• _Prompt_
I'd like an exact copy of every line from the start of the entries below through the line containing "id, if known.", please.
══ Record set ══
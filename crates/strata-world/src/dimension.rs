//! World dimensions served by a provider.

use std::fmt;

use serde::{Deserialize, Serialize};

/// Which dimension of a world a provider instance serves.
///
/// Purely descriptive: storage addressing does not depend on it.
#[derive(Clone, Copy, Debug, Default, PartialEq, Eq, Hash, Serialize, Deserialize)]
pub enum Dimension {
    /// The surface world.
    #[default]
    Overworld,
    /// The underworld.
    Nether,
    /// The end.
    End,
}

impl Dimension {
    /// Stable numeric id.
    pub fn id(self) -> i32 {
        match self {
            Self::Overworld => 0,
            Self::Nether => 1,
            Self::End => 2,
        }
    }

    /// Dimension for a numeric id, if known.
    pub fn from_id(id: i32) -> Option<Self> {
        match id {
            0 => Some(Self::Overworld),
            1 => Some(Self::Nether),
            2 => Some(Self::End),
            _ => None,
        }
    }

    /// Lowercase name used for directories and configuration.
    pub fn name(self) -> &'static str {
        match self {
            Self::Overworld => "overworld",
            Self::Nether => "nether",
            Self::End => "end",
        }
    }

    /// Parses a lowercase name as produced by [`name`](Self::name).
    pub fn from_name(name: &str) -> Option<Self> {
        [Self::Overworld, Self::Nether, Self::End]
            .into_iter()
            .find(|d| d.name() == name)
    }
}

impl fmt::Display for Dimension {
    fn fmt(&self, f: &mut fmt::Formatter<'_>) -> fmt::Result {
        f.write_str(self.name())
    }
}
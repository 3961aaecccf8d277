use std::fmt;
use std::str::FromStr;

use schemars::JsonSchema;
use serde::{Deserialize, Serialize};

use super::error::SpecError;

/// Target programming languages
#[derive(Debug, Clone, Copy, PartialEq, Eq, Hash, Serialize, Deserialize, JsonSchema)]
#[serde(rename_all = "lowercase")]
pub enum Language {
    Java,
    Javascript,
    Typescript,
    Python,
    Go,
    C,
    Rust,
}

impl Language {
    pub const ALL: [Language; 7] = [
        Language::Java,
        Language::Javascript,
        Language::Typescript,
        Language::Python,
        Language::Go,
        Language::C,
        Language::Rust,
    ];

    pub fn name(self) -> &'static str {
        match self {
            Language::Java => "java",
            Language::Javascript => "javascript",
            Language::Typescript => "typescript",
            Language::Python => "python",
            Language::Go => "go",
            Language::C => "c",
            Language::Rust => "rust",
        }
    }
}

impl fmt::Display for Language {
    fn fmt(&self, f: &mut fmt::Formatter<'_>) -> fmt::Result {
        f.write_str(self.name())
    }
}

impl FromStr for Language {
    type Err = SpecError;

    fn from_str(s: &str) -> Result<Self, Self::Err> {
        match s.trim().to_ascii_lowercase().as_str() {
            "java" => Ok(Language::Java),
            "javascript" | "js" => Ok(Language::Javascript),
            "typescript" | "ts" => Ok(Language::Typescript),
            "python" | "py" => Ok(Language::Python),
            "go" | "golang" => Ok(Language::Go),
            "c" => Ok(Language::C),
            "rust" | "rs" => Ok(Language::Rust),
            _ => Err(SpecError::UnknownLanguage(s.to_string())),
        }
    }
}

/// Case convention applied to file, type, and property names.
#[derive(Debug, Clone, Copy, PartialEq, Eq, Hash, Serialize, Deserialize, JsonSchema)]
#[serde(rename_all = "snake_case")]
pub enum NamingConvention {
    Snake,
    ScreamingSnake,
    Camel,
    Pascal,
    Kebap,
}

/// How a JavaScript module exposes its generated class.
#[derive(Debug, Clone, Copy, Default, PartialEq, Eq, Hash, Serialize, Deserialize, JsonSchema)]
#[serde(rename_all = "lowercase")]
pub enum ExportStyle {
    /// `module.exports = TestConfig`
    #[default]
    Common,
    /// `export default TestConfig`
    Esm,
    None,
}

/// Per-target generation settings, as listed under `languages` in a
/// definition source or supplied by the caller.
#[derive(Debug, Clone, PartialEq, Eq, Serialize, Deserialize, JsonSchema)]
#[serde(deny_unknown_fields)]
pub struct LanguageConfig {
    pub language: Language,

    #[serde(default, skip_serializing_if = "Option::is_none")]
    pub file_naming: Option<NamingConvention>,

    #[serde(default, skip_serializing_if = "Option::is_none")]
    pub type_naming: Option<NamingConvention>,

    #[serde(default, skip_serializing_if = "Option::is_none")]
    pub property_naming: Option<NamingConvention>,

    /// Spaces per indentation level
    #[serde(default, skip_serializing_if = "Option::is_none")]
    pub indent: Option<usize>,

    /// Java or Go package of the generated module
    #[serde(default, skip_serializing_if = "Option::is_none")]
    pub package: Option<String>,

    /// JavaScript export style
    #[serde(default, skip_serializing_if = "Option::is_none")]
    pub export: Option<ExportStyle>,

    #[serde(default, skip_serializing_if = "std::ops::Not::not")]
    pub ignore: bool,
}

impl LanguageConfig {
    pub const DEFAULT_INDENT: usize = 4;

    pub fn new(language: Language) -> Self {
        Self {
            language,
            file_naming: None,
            type_naming: None,
            property_naming: None,
            indent: None,
            package: None,
            export: None,
            ignore: false,
        }
    }

    pub fn with_package(mut self, package: impl Into<String>) -> Self {
        self.package = Some(package.into());
        self
    }

    pub fn with_indent(mut self, indent: usize) -> Self {
        self.indent = Some(indent);
        self
    }

    pub fn with_property_naming(mut self, convention: NamingConvention) -> Self {
        self.property_naming = Some(convention);
        self
    }

    pub fn indent_width(&self) -> usize {
        self.indent.unwrap_or(Self::DEFAULT_INDENT)
    }
}
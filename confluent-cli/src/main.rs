use std::path::{Path, PathBuf};
use std::process::ExitCode;

use anyhow::{Context, Result};
use clap::{Parser, Subcommand};
use colored::Colorize;

use confluent_codegen::Generator;
use confluent_spec::{FileSourceLoader, Language, LanguageConfig, Source};

#[derive(Parser)]
#[command(name = "confluent", about = "Confluent – typed configuration for many languages")]
#[command(version, propagate_version = true)]
struct Cli {
    #[command(subcommand)]
    command: Command,
}

#[derive(Subcommand)]
enum Command {
    /// Generate one module per target language from a definition file
    Generate {
        /// Root definition file
        file: PathBuf,
        /// Output directory
        #[arg(short, long, default_value = ".")]
        output: PathBuf,
        /// Target language; repeat to select several (defaults to the
        /// languages listed in the file)
        #[arg(short, long = "language")]
        languages: Vec<String>,
        /// Name the generated files and types derive from (defaults to the
        /// file stem)
        #[arg(short, long)]
        name: Option<String>,
    },
    /// Resolve a definition file and print the resulting values
    Check {
        /// Root definition file
        file: PathBuf,
        /// Print the resolved properties as JSON
        #[arg(long)]
        json: bool,
    },
    /// Print the JSON schema of definition files
    Schema,
}

fn main() -> ExitCode {
    let cli = Cli::parse();

    tracing_subscriber::fmt()
        .with_env_filter(tracing_subscriber::EnvFilter::from_env("CONFLUENT_LOG"))
        .with_writer(std::io::stderr)
        .init();

    let result = match cli.command {
        Command::Generate {
            file,
            output,
            languages,
            name,
        } => cmd_generate(&file, &output, &languages, name.as_deref()),
        Command::Check { file, json } => cmd_check(&file, json),
        Command::Schema => cmd_schema(),
    };

    match result {
        Ok(()) => ExitCode::SUCCESS,
        Err(e) => {
            eprintln!("{} {e:#}", "error:".red().bold());
            ExitCode::from(1)
        }
    }
}

fn read_root(loader: &FileSourceLoader, file: &Path) -> Result<Source> {
    loader
        .read_root(file)
        .map_err(|e| anyhow::anyhow!("[{}] {e}", e.code()))
        .with_context(|| format!("Failed to read '{}'", file.display()))
}

/// Resolve `--language` values against the languages listed in the root
/// source, so their options (package, naming, ...) still apply.
fn select_targets(root: &Source, languages: &[String]) -> Result<Vec<LanguageConfig>> {
    languages
        .iter()
        .map(|name| {
            let language: Language = name
                .parse()
                .map_err(|e| anyhow::anyhow!("{e}"))
                .with_context(|| format!("Invalid --language '{name}'"))?;
            Ok(root
                .document
                .languages
                .iter()
                .find(|config| config.language == language)
                .cloned()
                .map(|mut config| {
                    config.ignore = false;
                    config
                })
                .unwrap_or_else(|| LanguageConfig::new(language)))
        })
        .collect()
}

fn cmd_generate(
    file: &Path,
    output: &Path,
    languages: &[String],
    name: Option<&str>,
) -> Result<()> {
    println!(
        "{} {}",
        "Generating from".bold(),
        file.canonicalize()
            .unwrap_or_else(|_| file.to_path_buf())
            .display()
    );

    let loader = FileSourceLoader::new();
    let root = read_root(&loader, file)?;
    let targets = select_targets(&root, languages)?;

    let mut generator = Generator::new();
    if let Some(name) = name {
        generator = generator.with_config_name(name);
    }

    let artifacts = generator
        .generate(std::slice::from_ref(&root), &targets, &loader)
        .map_err(|e| anyhow::anyhow!("[{}] {e}", e.code()))
        .context("Generation failed")?;
    if artifacts.is_empty() {
        anyhow::bail!(
            "No target languages: list some under 'languages' in '{}' or pass --language",
            file.display()
        );
    }

    let written = confluent_codegen::write_artifacts(&artifacts, output)
        .map_err(|e| anyhow::anyhow!("[{}] {e}", e.code()))
        .with_context(|| format!("Failed to write to '{}'", output.display()))?;

    println!(
        "{} Generated {} file(s) → {}",
        "✓".green().bold(),
        written.len(),
        output.display()
    );
    for (artifact, path) in artifacts.iter().zip(&written) {
        println!(
            "  {} {} {}",
            "→".dimmed(),
            path.display(),
            format!("({})", artifact.target_language).dimmed()
        );
    }
    Ok(())
}

fn cmd_check(file: &Path, json: bool) -> Result<()> {
    let loader = FileSourceLoader::new();
    let root = read_root(&loader, file)?;

    let graph = confluent_graph::build(std::slice::from_ref(&root), &loader)
        .map_err(|e| anyhow::anyhow!("[{}] {e}", e.code()))?;
    let resolved =
        confluent_graph::resolve(&graph).map_err(|e| anyhow::anyhow!("[{}] {e}", e.code()))?;

    if json {
        println!("{}", serde_json::to_string_pretty(&resolved)?);
        return Ok(());
    }

    println!("{}", "Properties".bold().underline());
    let width = resolved.iter().map(|p| p.name.len()).max().unwrap_or(0);
    for property in resolved.iter() {
        let line = format!(
            "  {:<width$}  {:<6}  {}",
            property.name,
            property.value.kind_name(),
            property.value.canonical_text()
        );
        if property.hidden {
            println!("{} {}", line.dimmed(), "(hidden)".dimmed());
        } else {
            println!("{line}");
        }
    }

    let targets: Vec<_> = root.active_languages().map(|l| l.language.name()).collect();
    println!();
    println!(
        "{} {} properties resolved ({} visible), targets: {}",
        "✓".green().bold(),
        resolved.len(),
        resolved.visible().count(),
        if targets.is_empty() {
            "none".to_string()
        } else {
            targets.join(", ")
        }
    );
    Ok(())
}

fn cmd_schema() -> Result<()> {
    let schema = confluent_spec::schema_def::generate_source_schema();
    println!("{}", serde_json::to_string_pretty(&schema)?);
    Ok(())
}
//! Arithmetic over numeric composite values.
//!
//! A numeric composite such as `${myFloat} * ${myInteger}` is an expression
//! built from decimal literals, resolved references, `+ - * /`, unary minus,
//! and parentheses. Two operands with nothing between them are summed, so
//! `${base}${offset}` means `${base} + ${offset}`.

use std::fmt;

use thiserror::Error;

/// A number that takes part in an expression.
#[derive(Debug, Clone, Copy, PartialEq)]
pub enum Operand {
    Int(i64),
    Real(f64),
}

impl fmt::Display for Operand {
    fn fmt(&self, f: &mut fmt::Formatter<'_>) -> fmt::Result {
        match self {
            Operand::Int(i) => write!(f, "{i}"),
            Operand::Real(r) => write!(f, "{r}"),
        }
    }
}

/// Input fragment of an expression: literal text or an already resolved
/// reference.
#[derive(Debug, Clone, PartialEq)]
pub enum Piece<'a> {
    Text(&'a str),
    Operand(Operand),
}

/// Arithmetic domain an expression is evaluated in.
#[derive(Debug, Clone, Copy, PartialEq, Eq)]
pub enum Domain {
    /// Checked `i64` arithmetic with truncating division
    Integer,
    /// `f64` arithmetic
    Real,
}

#[derive(Debug, Clone, PartialEq, Error)]
pub enum ExprError {
    #[error("{0}")]
    Malformed(String),

    #[error("division by zero")]
    DivisionByZero,

    #[error("integer overflow")]
    Overflow,

    #[error("result is not a finite number")]
    NonFinite,

    #[error("operand {0} is not an integer")]
    NotInteger(String),
}

#[derive(Debug, Clone, Copy, PartialEq)]
enum Token {
    Number(Operand),
    Plus,
    Minus,
    Star,
    Slash,
    LParen,
    RParen,
}

impl Token {
    fn ends_operand(self) -> bool {
        matches!(self, Token::Number(_) | Token::RParen)
    }

    fn starts_operand(self) -> bool {
        matches!(self, Token::Number(_) | Token::LParen)
    }
}

/// Evaluate the expression formed by `pieces` in `domain`.
pub fn evaluate(pieces: &[Piece<'_>], domain: Domain) -> Result<Operand, ExprError> {
    let tokens = tokenize(pieces)?;
    if tokens.is_empty() {
        return Err(ExprError::Malformed("empty expression".to_string()));
    }

    let mut parser = Parser {
        tokens: &tokens,
        pos: 0,
        depth: 0,
        domain,
    };
    let value = parser.expr()?;
    if let Some(token) = parser.peek() {
        return Err(ExprError::Malformed(format!("unexpected {token:?}")));
    }
    tracing::trace!(?pieces, %value, "evaluated numeric expression");
    Ok(value)
}

fn tokenize(pieces: &[Piece<'_>]) -> Result<Vec<Token>, ExprError> {
    let mut tokens: Vec<Token> = Vec::new();

    for piece in pieces {
        match piece {
            Piece::Operand(operand) => push_token(&mut tokens, Token::Number(*operand)),
            Piece::Text(text) => {
                let chars: Vec<char> = text.chars().collect();
                let mut i = 0;
                while i < chars.len() {
                    let c = chars[i];
                    let token = match c {
                        c if c.is_whitespace() => {
                            i += 1;
                            continue;
                        }
                        '+' => Token::Plus,
                        '-' => Token::Minus,
                        '*' => Token::Star,
                        '/' => Token::Slash,
                        '(' => Token::LParen,
                        ')' => Token::RParen,
                        c if c.is_ascii_digit() || c == '.' => {
                            let (number, next) = scan_number(&chars, i)?;
                            i = next;
                            push_token(&mut tokens, Token::Number(number));
                            continue;
                        }
                        other => {
                            return Err(ExprError::Malformed(format!(
                                "unexpected character '{other}'"
                            )))
                        }
                    };
                    push_token(&mut tokens, token);
                    i += 1;
                }
            }
        }
    }
    Ok(tokens)
}

/// Append a token, inserting the implicit `+` between two operands.
fn push_token(tokens: &mut Vec<Token>, token: Token) {
    if tokens.last().is_some_and(|last| last.ends_operand()) && token.starts_operand() {
        tokens.push(Token::Plus);
    }
    tokens.push(token);
}

/// Scan a decimal literal (`142`, `322.0`, `.5`, `1e3`) starting at `start`.
fn scan_number(chars: &[char], start: usize) -> Result<(Operand, usize), ExprError> {
    let mut end = start;
    let mut is_real = false;

    while end < chars.len() && chars[end].is_ascii_digit() {
        end += 1;
    }
    if end < chars.len() && chars[end] == '.' {
        is_real = true;
        end += 1;
        while end < chars.len() && chars[end].is_ascii_digit() {
            end += 1;
        }
    }
    if end < chars.len() && matches!(chars[end], 'e' | 'E') {
        let mut exp_end = end + 1;
        if exp_end < chars.len() && matches!(chars[exp_end], '+' | '-') {
            exp_end += 1;
        }
        let digits_start = exp_end;
        while exp_end < chars.len() && chars[exp_end].is_ascii_digit() {
            exp_end += 1;
        }
        if exp_end > digits_start {
            is_real = true;
            end = exp_end;
        }
    }

    let text: String = chars[start..end].iter().collect();
    let malformed = || ExprError::Malformed(format!("invalid number '{text}'"));
    let operand = if is_real {
        Operand::Real(text.parse::<f64>().map_err(|_| malformed())?)
    } else {
        Operand::Int(text.parse::<i64>().map_err(|_| ExprError::Overflow)?)
    };
    Ok((operand, end))
}

/// Deepest nesting of parentheses and unary signs an expression may use.
pub const MAX_NESTING: usize = 256;

/// Recursive-descent parser that evaluates while it parses.
///
/// ```text
/// expr  := term (('+' | '-') term)*
/// term  := unary (('*' | '/') unary)*
/// unary := ('-' | '+') unary | primary
/// primary := number | '(' expr ')'
/// ```
struct Parser<'t> {
    tokens: &'t [Token],
    pos: usize,
    depth: usize,
    domain: Domain,
}

impl Parser<'_> {
    fn peek(&self) -> Option<Token> {
        self.tokens.get(self.pos).copied()
    }

    fn next(&mut self) -> Option<Token> {
        let token = self.peek();
        self.pos += 1;
        token
    }

    /// Run `f` one nesting level deeper.
    fn nested<T>(
        &mut self,
        f: impl FnOnce(&mut Self) -> Result<T, ExprError>,
    ) -> Result<T, ExprError> {
        if self.depth >= MAX_NESTING {
            return Err(ExprError::Malformed(format!(
                "expression nested deeper than {MAX_NESTING} levels"
            )));
        }
        self.depth += 1;
        let result = f(self);
        self.depth -= 1;
        result
    }

    fn expr(&mut self) -> Result<Operand, ExprError> {
        let mut value = self.term()?;
        while let Some(op @ (Token::Plus | Token::Minus)) = self.peek() {
            self.pos += 1;
            let rhs = self.term()?;
            value = self.apply(op, value, rhs)?;
        }
        Ok(value)
    }

    fn term(&mut self) -> Result<Operand, ExprError> {
        let mut value = self.unary()?;
        while let Some(op @ (Token::Star | Token::Slash)) = self.peek() {
            self.pos += 1;
            let rhs = self.unary()?;
            value = self.apply(op, value, rhs)?;
        }
        Ok(value)
    }

    fn unary(&mut self) -> Result<Operand, ExprError> {
        match self.peek() {
            Some(Token::Minus) => {
                self.pos += 1;
                let value = self.nested(Self::unary)?;
                self.apply(Token::Minus, self.zero(), value)
            }
            Some(Token::Plus) => {
                self.pos += 1;
                self.nested(Self::unary)
            }
            _ => self.primary(),
        }
    }

    fn primary(&mut self) -> Result<Operand, ExprError> {
        match self.next() {
            Some(Token::Number(operand)) => self.convert(operand),
            Some(Token::LParen) => {
                let value = self.nested(Self::expr)?;
                match self.next() {
                    Some(Token::RParen) => Ok(value),
                    _ => Err(ExprError::Malformed("missing ')'".to_string())),
                }
            }
            Some(token) => Err(ExprError::Malformed(format!("unexpected {token:?}"))),
            None => Err(ExprError::Malformed("unexpected end of expression".to_string())),
        }
    }

    fn zero(&self) -> Operand {
        match self.domain {
            Domain::Integer => Operand::Int(0),
            Domain::Real => Operand::Real(0.0),
        }
    }

    fn convert(&self, operand: Operand) -> Result<Operand, ExprError> {
        match (self.domain, operand) {
            (Domain::Integer, Operand::Int(_)) => Ok(operand),
            (Domain::Integer, Operand::Real(r)) => Err(ExprError::NotInteger(r.to_string())),
            (Domain::Real, Operand::Int(i)) => Ok(Operand::Real(i as f64)),
            (Domain::Real, Operand::Real(_)) => Ok(operand),
        }
    }

    fn apply(&self, op: Token, lhs: Operand, rhs: Operand) -> Result<Operand, ExprError> {
        match (lhs, rhs) {
            (Operand::Int(a), Operand::Int(b)) => {
                let result = match op {
                    Token::Plus => a.checked_add(b),
                    Token::Minus => a.checked_sub(b),
                    Token::Star => a.checked_mul(b),
                    Token::Slash if b == 0 => return Err(ExprError::DivisionByZero),
                    Token::Slash => a.checked_div(b),
                    _ => unreachable!("apply is only called with operators"),
                };
                result.map(Operand::Int).ok_or(ExprError::Overflow)
            }
            (Operand::Real(a), Operand::Real(b)) => {
                let result = match op {
                    Token::Plus => a + b,
                    Token::Minus => a - b,
                    Token::Star => a * b,
                    Token::Slash if b == 0.0 => return Err(ExprError::DivisionByZero),
                    Token::Slash => a / b,
                    _ => unreachable!("apply is only called with operators"),
                };
                if result.is_finite() {
                    Ok(Operand::Real(result))
                } else {
                    Err(ExprError::NonFinite)
                }
            }
            // Operands are converted into the domain before they are combined.
            _ => unreachable!("mixed operands in one domain"),
        }
    }
}

#[cfg(test)]
mod tests {
    use super::*;
    use pretty_assertions::assert_eq;

    fn eval_text(text: &str, domain: Domain) -> Result<Operand, ExprError> {
        evaluate(&[Piece::Text(text)], domain)
    }

    #[test]
    fn test_combined_float_fixture() {
        let pieces = [
            Piece::Operand(Operand::Real(322.0)),
            Piece::Text(" * "),
            Piece::Operand(Operand::Int(142)),
        ];
        assert_eq!(evaluate(&pieces, Domain::Real).unwrap(), Operand::Real(45724.0));
    }

    #[test]
    fn test_precedence_and_parentheses() {
        assert_eq!(eval_text("1 + 2 * 3", Domain::Integer).unwrap(), Operand::Int(7));
        assert_eq!(eval_text("(1 + 2) * 3", Domain::Integer).unwrap(), Operand::Int(9));
        assert_eq!(eval_text("-(2 - 5)", Domain::Integer).unwrap(), Operand::Int(3));
        assert_eq!(eval_text("7 / 2", Domain::Integer).unwrap(), Operand::Int(3));
        assert_eq!(eval_text("-7 / 2", Domain::Integer).unwrap(), Operand::Int(-3));
        assert_eq!(eval_text("7 / 2", Domain::Real).unwrap(), Operand::Real(3.5));
        assert_eq!(eval_text("1.5e2 + .5", Domain::Real).unwrap(), Operand::Real(150.5));
    }

    #[test]
    fn test_adjacent_operands_are_summed() {
        let pieces = [
            Piece::Operand(Operand::Int(40)),
            Piece::Operand(Operand::Int(2)),
        ];
        assert_eq!(evaluate(&pieces, Domain::Integer).unwrap(), Operand::Int(42));

        let pieces = [Piece::Operand(Operand::Real(1.5)), Piece::Text(" 2")];
        assert_eq!(evaluate(&pieces, Domain::Real).unwrap(), Operand::Real(3.5));
    }

    #[test]
    fn test_integer_domain_rejects_reals() {
        let pieces = [Piece::Operand(Operand::Real(1.5)), Piece::Text("+ 1")];
        assert!(matches!(
            evaluate(&pieces, Domain::Integer),
            Err(ExprError::NotInteger(_))
        ));
    }

    #[test]
    fn test_arithmetic_failures() {
        assert_eq!(eval_text("1 / 0", Domain::Integer), Err(ExprError::DivisionByZero));
        assert_eq!(eval_text("1 / 0", Domain::Real), Err(ExprError::DivisionByZero));
        assert_eq!(
            eval_text("9223372036854775807 + 1", Domain::Integer),
            Err(ExprError::Overflow)
        );
        assert_eq!(eval_text("1e308 * 10", Domain::Real), Err(ExprError::NonFinite));
    }

    #[test]
    fn test_malformed_expressions() {
        for text in ["", "1 +", "(1", "1 )", "2 ^ 3", "abc", "* 2"] {
            assert!(
                matches!(eval_text(text, Domain::Real), Err(ExprError::Malformed(_))),
                "expected '{text}' to be rejected"
            );
        }
    }

    #[test]
    fn test_nesting_is_bounded() {
        let depth = MAX_NESTING;
        let ok = format!("{}1{}", "(".repeat(depth), ")".repeat(depth));
        assert_eq!(eval_text(&ok, Domain::Integer).unwrap(), Operand::Int(1));

        let deep = format!("{}1{}", "(".repeat(100_000), ")".repeat(100_000));
        assert!(matches!(
            eval_text(&deep, Domain::Integer),
            Err(ExprError::Malformed(_))
        ));

        let signs = format!("{}1", "-".repeat(100_000));
        assert!(matches!(
            eval_text(&signs, Domain::Integer),
            Err(ExprError::Malformed(_))
        ));
        assert_eq!(eval_text("--1", Domain::Integer).unwrap(), Operand::Int(1));
    }
}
═══
• _Exercise answer_
filename crates/strata-world/src/dimension.rs
//! World dimensions served by a provider.

use std::fmt;

use serde::{Deserialize, Serialize};

/// Which dimension of a world a provider instance serves.
///
/// Purely descriptive: storage addressing does not depend on it.
#[derive(Clone, Copy, Debug, Default, PartialEq, Eq, Hash, Serialize, Deserialize)]
pub enum Dimension {
    /// The surface world.
    #[default]
    Overworld,
    /// The underworld.
    Nether,
    /// The end.
    End,
}

impl Dimension {
    /// Stable numeric id.
    pub fn id(self) -> i32 {
        match self {
            Self::Overworld => 0,
            Self::Nether => 1,
            Self::End => 2,
        }
    }

    /// Dimension for a numeric id, if known.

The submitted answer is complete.